Rep. John Lewis (D-Ga.), cutting to the chase:
We’ve got to do more than the $10 billion that Congress appropriated. We need a massive Marshall-type plan to rebuild New Orleans.
But in rebuilding we should see this as an opportunity to rebuild urban America. New Orleans could be a model. There must be a commitment of billions and billions of dollars–maybe $50 billion to $100 billion.
I think even in other urban centers, there are people who are just barely existing…. I’ve cried a lot of tears the past few days as I watched television–to see somebody lying dead outside the convention center.
I went to Somalia in 1992 and I saw little babies dying before my eyes. This reminded me of Somalia. But this is America. We’re not a Third World country. This is an embarrassment. It’s a shame. It’s a national disgrace.
P.S. First: Crooks & Liars has the video of Celine Dion‘s powerful plea and her attack on the war in Iraq, on CNN/Larry King. (Forget any typical U.S. snark about Dion.) Second, C&L asks you to write the caption for this video with Wolf Blitzer’s comments.
Update [2005-9-5 12:4:16 by susanhu]: Thanks to mlr701’s e-mail tip, from today’s column by the LA Times‘s Michael Hiltzik:
“Bush’s Hurricane Response a Disaster“
“Nearly five years ago, the Bush administration rode into office bearing its cynicism about government high, like a banner.
“New Orleans is, or should be, the graveyard of the conservative ideology that government is useless.” … MORE BELOW:
An American city is reduced to Third World desperation as people who own nothing scrounge for necessities in a sea of waste and federal officials offer lame excuses about how their disaster plans would have worked fine had there not been, you know, a disaster. The president, at the head of a global power that can’t get its own troops or supplies off their bases to reach the needful, whines, “The private sector needs to do its part.” […]
This deplorable performance has deep roots. Joe M. Allbaugh, a Bush campaign hack without any crisis management experience who was named director of the Federal Emergency Management Agency, disparaged federal disaster assistance as “an oversized entitlement program” before Congress in 2001. The public’s expectations of government in a disaster situation, he said, “may have ballooned beyond what is an appropriate level.” He advised stricken communities to rely for help on “faith-based organizations … like the Salvation Army and the Mennonite Disaster Service.”

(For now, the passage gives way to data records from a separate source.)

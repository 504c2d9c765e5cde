//! Command implementations and argument parsing for the kasago CLI.

use std::fs::{self, File};
use std::io::{self, BufReader, BufWriter, Write};
use std::path::{Path, PathBuf};

use clap::{Args, Parser, Subcommand, ValueEnum};
use kasago_core::{
    Corpus, FormatError, Graph, KasagoBuilder, KasagoError, PatternSet, SplitError, SplitPolicy,
    featurize_corpus, parse_corpus, parse_labels, write_corpus, write_labels,
};
use kasago_providers_gspan::GspanMiner;
use kasago_providers_vf2::Vf2Oracle;
use thiserror::Error;
use tracing::{Span, field, info, instrument};

use super::matrix::{self, MatrixWriteError};

const DEFAULT_SUPPORT_FRACTION: f64 = 0.5;
const DEFAULT_MIN_PATTERN_VERTICES: usize = 2;
const DEFAULT_MAX_FEATURES: usize = 100;
const DEFAULT_TEST_FRACTION: f64 = 0.2;
const DEFAULT_SPLIT_SEED: u64 = 0;

/// Top-level CLI options parsed by [`clap`].
#[derive(Debug, Parser, Clone)]
#[command(name = "kasago", about = "Discriminative subgraph feature extraction.")]
pub struct Cli {
    /// Command to execute.
    #[command(subcommand)]
    pub command: Command,
}

/// Supported CLI commands.
#[derive(Debug, Subcommand, Clone)]
pub enum Command {
    /// Partition a labeled corpus into train/test files.
    Split(SplitCommand),
    /// Mine candidates and persist the selected pattern set.
    Train(TrainCommand),
    /// Featurize a corpus against a persisted pattern set.
    Featurize(FeaturizeCommand),
}

/// Options accepted by the `split` command.
#[derive(Debug, Args, Clone)]
pub struct SplitCommand {
    /// Path to the corpus file in the graph text format.
    #[arg(long)]
    pub graphs: PathBuf,

    /// Path to the labels file, one integer per line.
    #[arg(long)]
    pub labels: PathBuf,

    /// Directory receiving `train.txt`, `train_labels.txt`, `test.txt`, and
    /// `test_labels.txt`.
    #[arg(long)]
    pub out_dir: PathBuf,

    /// Fraction of examples held out for the test subset.
    #[arg(long, default_value_t = DEFAULT_TEST_FRACTION)]
    pub test_fraction: f64,

    /// Seed for the random split policy.
    #[arg(long, default_value_t = DEFAULT_SPLIT_SEED)]
    pub seed: u64,

    /// How test examples are chosen.
    #[arg(long, value_enum, default_value = "random")]
    pub policy: SplitPolicyArg,
}

/// Split policies selectable from the command line.
#[derive(Debug, Clone, Copy, ValueEnum)]
pub enum SplitPolicyArg {
    /// Seeded random membership; order within each subset stays positional.
    Random,
    /// The last examples become the test subset.
    Positional,
}

/// Options accepted by the `train` command.
#[derive(Debug, Args, Clone)]
pub struct TrainCommand {
    /// Path to the training corpus in the graph text format.
    #[arg(long)]
    pub graphs: PathBuf,

    /// Path to the training labels, one integer per line.
    #[arg(long)]
    pub labels: PathBuf,

    /// Path to the external gSpan-compatible miner executable.
    #[arg(long)]
    pub miner_bin: PathBuf,

    /// Output path for the selected pattern set (JSON).
    #[arg(long)]
    pub output: PathBuf,

    /// Fraction of corpus graphs a mined candidate must occur in.
    #[arg(long, default_value_t = DEFAULT_SUPPORT_FRACTION)]
    pub support_fraction: f64,

    /// Minimum vertex count of mined candidates.
    #[arg(long, default_value_t = DEFAULT_MIN_PATTERN_VERTICES)]
    pub min_pattern_vertices: usize,

    /// Number of discriminative patterns to keep.
    #[arg(long, default_value_t = DEFAULT_MAX_FEATURES)]
    pub max_features: usize,
}

/// Options accepted by the `featurize` command.
#[derive(Debug, Args, Clone)]
pub struct FeaturizeCommand {
    /// Path to the corpus to featurize, in the graph text format.
    #[arg(long)]
    pub graphs: PathBuf,

    /// Path to the persisted pattern set (JSON).
    #[arg(long)]
    pub patterns: PathBuf,

    /// Output path for the feature matrix (Parquet).
    #[arg(long)]
    pub output: PathBuf,
}

/// Errors surfaced while executing CLI commands.
#[derive(Debug, Error)]
pub enum CliError {
    /// File I/O failed while loading an input or writing an artifact.
    #[error("failed to access `{path}`: {source}")]
    Io {
        /// Path that triggered the failure.
        path: PathBuf,
        /// Underlying operating system error.
        #[source]
        source: io::Error,
    },
    /// An input file violated the corpus text format.
    #[error(transparent)]
    Format(#[from] FormatError),
    /// Core pipeline orchestration failed.
    #[error(transparent)]
    Core(#[from] KasagoError),
    /// The split policy was invalid.
    #[error(transparent)]
    Split(#[from] SplitError),
    /// A pattern-set file could not be encoded or decoded.
    #[error("invalid pattern set `{path}`: {source}")]
    PatternSetJson {
        /// Path of the pattern-set file.
        path: PathBuf,
        /// Underlying serde failure.
        #[source]
        source: serde_json::Error,
    },
    /// Writing the feature matrix failed.
    #[error(transparent)]
    Matrix(#[from] MatrixWriteError),
}

/// Summarises the outcome of executing a CLI command.
#[derive(Debug, Clone)]
pub enum ExecutionSummary {
    /// Outcome of `split`.
    Split {
        /// Directory the four split files were written to.
        out_dir: PathBuf,
        /// Number of training examples.
        train_examples: usize,
        /// Number of held-out examples.
        test_examples: usize,
    },
    /// Outcome of `train`.
    Train {
        /// Path of the persisted pattern set.
        output: PathBuf,
        /// Number of selected patterns.
        selected: usize,
    },
    /// Outcome of `featurize`.
    Featurize {
        /// Path of the persisted feature matrix.
        output: PathBuf,
        /// Number of matrix rows (graphs).
        rows: usize,
        /// Number of matrix columns (patterns).
        columns: usize,
    },
}

/// Executes the CLI command represented by `cli`.
///
/// # Errors
/// Returns [`CliError`] when parsing or execution fails.
#[instrument(name = "cli.run", err, skip(cli), fields(command = field::Empty))]
pub fn run_cli(cli: Cli) -> Result<ExecutionSummary, CliError> {
    let span = Span::current();
    match cli.command {
        Command::Split(split) => {
            span.record("command", field::display("split"));
            run_split(split)
        }
        Command::Train(train) => {
            span.record("command", field::display("train"));
            run_train(train)
        }
        Command::Featurize(featurize) => {
            span.record("command", field::display("featurize"));
            run_featurize(featurize)
        }
    }
}

#[instrument(
    name = "cli.split",
    err,
    skip(command),
    fields(graphs = field::Empty, policy = field::Empty),
)]
fn run_split(command: SplitCommand) -> Result<ExecutionSummary, CliError> {
    let span = Span::current();
    span.record("graphs", field::display(command.graphs.display()));

    let corpus = load_labeled_corpus(&command.graphs, &command.labels)?;
    let policy = match command.policy {
        SplitPolicyArg::Random => {
            span.record("policy", field::display("random"));
            SplitPolicy::Random {
                test_fraction: command.test_fraction,
                seed: command.seed,
            }
        }
        SplitPolicyArg::Positional => {
            span.record("policy", field::display("positional"));
            SplitPolicy::Positional {
                test_fraction: command.test_fraction,
            }
        }
    };
    let (train, test) = corpus.split(policy)?;

    fs::create_dir_all(&command.out_dir).map_err(|source| CliError::Io {
        path: command.out_dir.clone(),
        source,
    })?;
    write_corpus_file(&command.out_dir.join("train.txt"), train.graphs())?;
    write_labels_file(
        &command.out_dir.join("train_labels.txt"),
        train.labels().unwrap_or_default(),
    )?;
    write_corpus_file(&command.out_dir.join("test.txt"), test.graphs())?;
    write_labels_file(
        &command.out_dir.join("test_labels.txt"),
        test.labels().unwrap_or_default(),
    )?;

    info!(
        train_examples = train.len(),
        test_examples = test.len(),
        "corpus split persisted"
    );
    Ok(ExecutionSummary::Split {
        out_dir: command.out_dir,
        train_examples: train.len(),
        test_examples: test.len(),
    })
}

#[instrument(
    name = "cli.train",
    err,
    skip(command),
    fields(graphs = field::Empty, miner_bin = field::Empty),
)]
fn run_train(command: TrainCommand) -> Result<ExecutionSummary, CliError> {
    let span = Span::current();
    span.record("graphs", field::display(command.graphs.display()));
    span.record("miner_bin", field::display(command.miner_bin.display()));

    let corpus = load_labeled_corpus(&command.graphs, &command.labels)?;
    let kasago = KasagoBuilder::new()
        .with_support_fraction(command.support_fraction)
        .with_min_pattern_vertices(command.min_pattern_vertices)
        .with_max_features(command.max_features)
        .build()?;
    let miner = GspanMiner::new(&command.miner_bin);
    let patterns = kasago.train(&corpus, &miner, &Vf2Oracle::new())?;

    // Reached only on full success; a failed run persists nothing.
    let file = File::create(&command.output).map_err(|source| CliError::Io {
        path: command.output.clone(),
        source,
    })?;
    let mut writer = BufWriter::new(file);
    serde_json::to_writer_pretty(&mut writer, &patterns).map_err(|source| {
        CliError::PatternSetJson {
            path: command.output.clone(),
            source,
        }
    })?;
    writer.flush().map_err(|source| CliError::Io {
        path: command.output.clone(),
        source,
    })?;

    info!(selected = patterns.len(), "pattern set persisted");
    Ok(ExecutionSummary::Train {
        output: command.output,
        selected: patterns.len(),
    })
}

#[instrument(
    name = "cli.featurize",
    err,
    skip(command),
    fields(graphs = field::Empty, patterns = field::Empty),
)]
fn run_featurize(command: FeaturizeCommand) -> Result<ExecutionSummary, CliError> {
    let span = Span::current();
    span.record("graphs", field::display(command.graphs.display()));
    span.record("patterns", field::display(command.patterns.display()));

    let corpus = Corpus::new(parse_corpus(&read_file(&command.graphs)?)?);
    let patterns = load_pattern_set(&command.patterns)?;
    let matrix = featurize_corpus(&corpus, &patterns, &Vf2Oracle::new())?;
    matrix::write_matrix(&command.output, &matrix)?;

    info!(
        rows = matrix.rows(),
        columns = matrix.columns(),
        "feature matrix persisted"
    );
    Ok(ExecutionSummary::Featurize {
        output: command.output,
        rows: matrix.rows(),
        columns: matrix.columns(),
    })
}

fn load_labeled_corpus(graphs: &Path, labels: &Path) -> Result<Corpus, CliError> {
    let parsed_graphs = parse_corpus(&read_file(graphs)?)?;
    let parsed_labels = parse_labels(&read_file(labels)?)?;
    Ok(Corpus::with_labels(parsed_graphs, parsed_labels)?)
}

fn load_pattern_set(path: &Path) -> Result<PatternSet, CliError> {
    let file = File::open(path).map_err(|source| CliError::Io {
        path: path.to_path_buf(),
        source,
    })?;
    serde_json::from_reader(BufReader::new(file)).map_err(|source| CliError::PatternSetJson {
        path: path.to_path_buf(),
        source,
    })
}

fn read_file(path: &Path) -> Result<String, CliError> {
    fs::read_to_string(path).map_err(|source| CliError::Io {
        path: path.to_path_buf(),
        source,
    })
}

fn write_corpus_file(path: &Path, graphs: &[Graph]) -> Result<(), CliError> {
    let map_io = |source| CliError::Io {
        path: path.to_path_buf(),
        source,
    };
    let file = File::create(path).map_err(map_io)?;
    let mut writer = BufWriter::new(file);
    write_corpus(graphs, &mut writer).map_err(map_io)?;
    writer.flush().map_err(map_io)
}

fn write_labels_file(path: &Path, labels: &[u8]) -> Result<(), CliError> {
    let map_io = |source| CliError::Io {
        path: path.to_path_buf(),
        source,
    };
    let file = File::create(path).map_err(map_io)?;
    let mut writer = BufWriter::new(file);
    write_labels(labels, &mut writer).map_err(map_io)?;
    writer.flush().map_err(map_io)
}

/// Renders `summary` to `writer` in a human-readable text format.
///
/// # Errors
/// Returns [`io::Error`] if writing to the supplied writer fails.
pub fn render_summary(summary: &ExecutionSummary, mut writer: impl Write) -> io::Result<()> {
    match summary {
        ExecutionSummary::Split {
            out_dir,
            train_examples,
            test_examples,
        } => {
            writeln!(writer, "train examples: {train_examples}")?;
            writeln!(writer, "test examples: {test_examples}")?;
            writeln!(writer, "output directory: {}", out_dir.display())?;
        }
        ExecutionSummary::Train { output, selected } => {
            writeln!(writer, "selected patterns: {selected}")?;
            writeln!(writer, "pattern set: {}", output.display())?;
        }
        ExecutionSummary::Featurize {
            output,
            rows,
            columns,
        } => {
            writeln!(writer, "feature matrix: {rows} x {columns}")?;
            writeln!(writer, "output: {}", output.display())?;
        }
    }
    Ok(())
}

If Allbaugh were not an amateur, he would have known that communities, “faith-based organizations” and the private sector become overwhelmed by disasters more modest than this one. In a crisis the federal government should be the first responder, not the last, to take charge, not wait to be asked.
Cynicism on such a scale is self-perpetuating. Determined to portray government as little but an intrusion into people’s lives, this gang made it irrelevant to hundreds of thousands of victims of Hurricane Katrina — thus giving them, and us, good reason to be cynical after all.
The federal officials assigned to New Orleans have displayed an appalling combination of arrogance and ignorance. Thursday evening on NPR, I heard Homeland Security Secretary Michael Chertoff, who oversees FEMA, dismiss reports of thousands of refugees trapped at the New Orleans convention center for days without sustenance. He called the reports, in so many words, “rumors and anecdotes.” … […]
Then there’s Bush’s sustained assault on social insurance programs such as Social Security, safety nets that are to be replaced by the slogan “You’re on your own.”
New Orleans is not a local calamity; it belongs to us all, not least because it signals what to expect from this administration. If a major earthquake strikes Los Angeles or San Francisco, will President Bush wait to respond until he can conclude his vacation, as he did last week? Will his appointees express surprise at an eventuality that “no one could have predicted”?
Probably. George W. Bush is known for never admitting his mistakes. Consequently, he never learns from his mistakes. The chances are dismal that he will learn from this one. We’re on our own.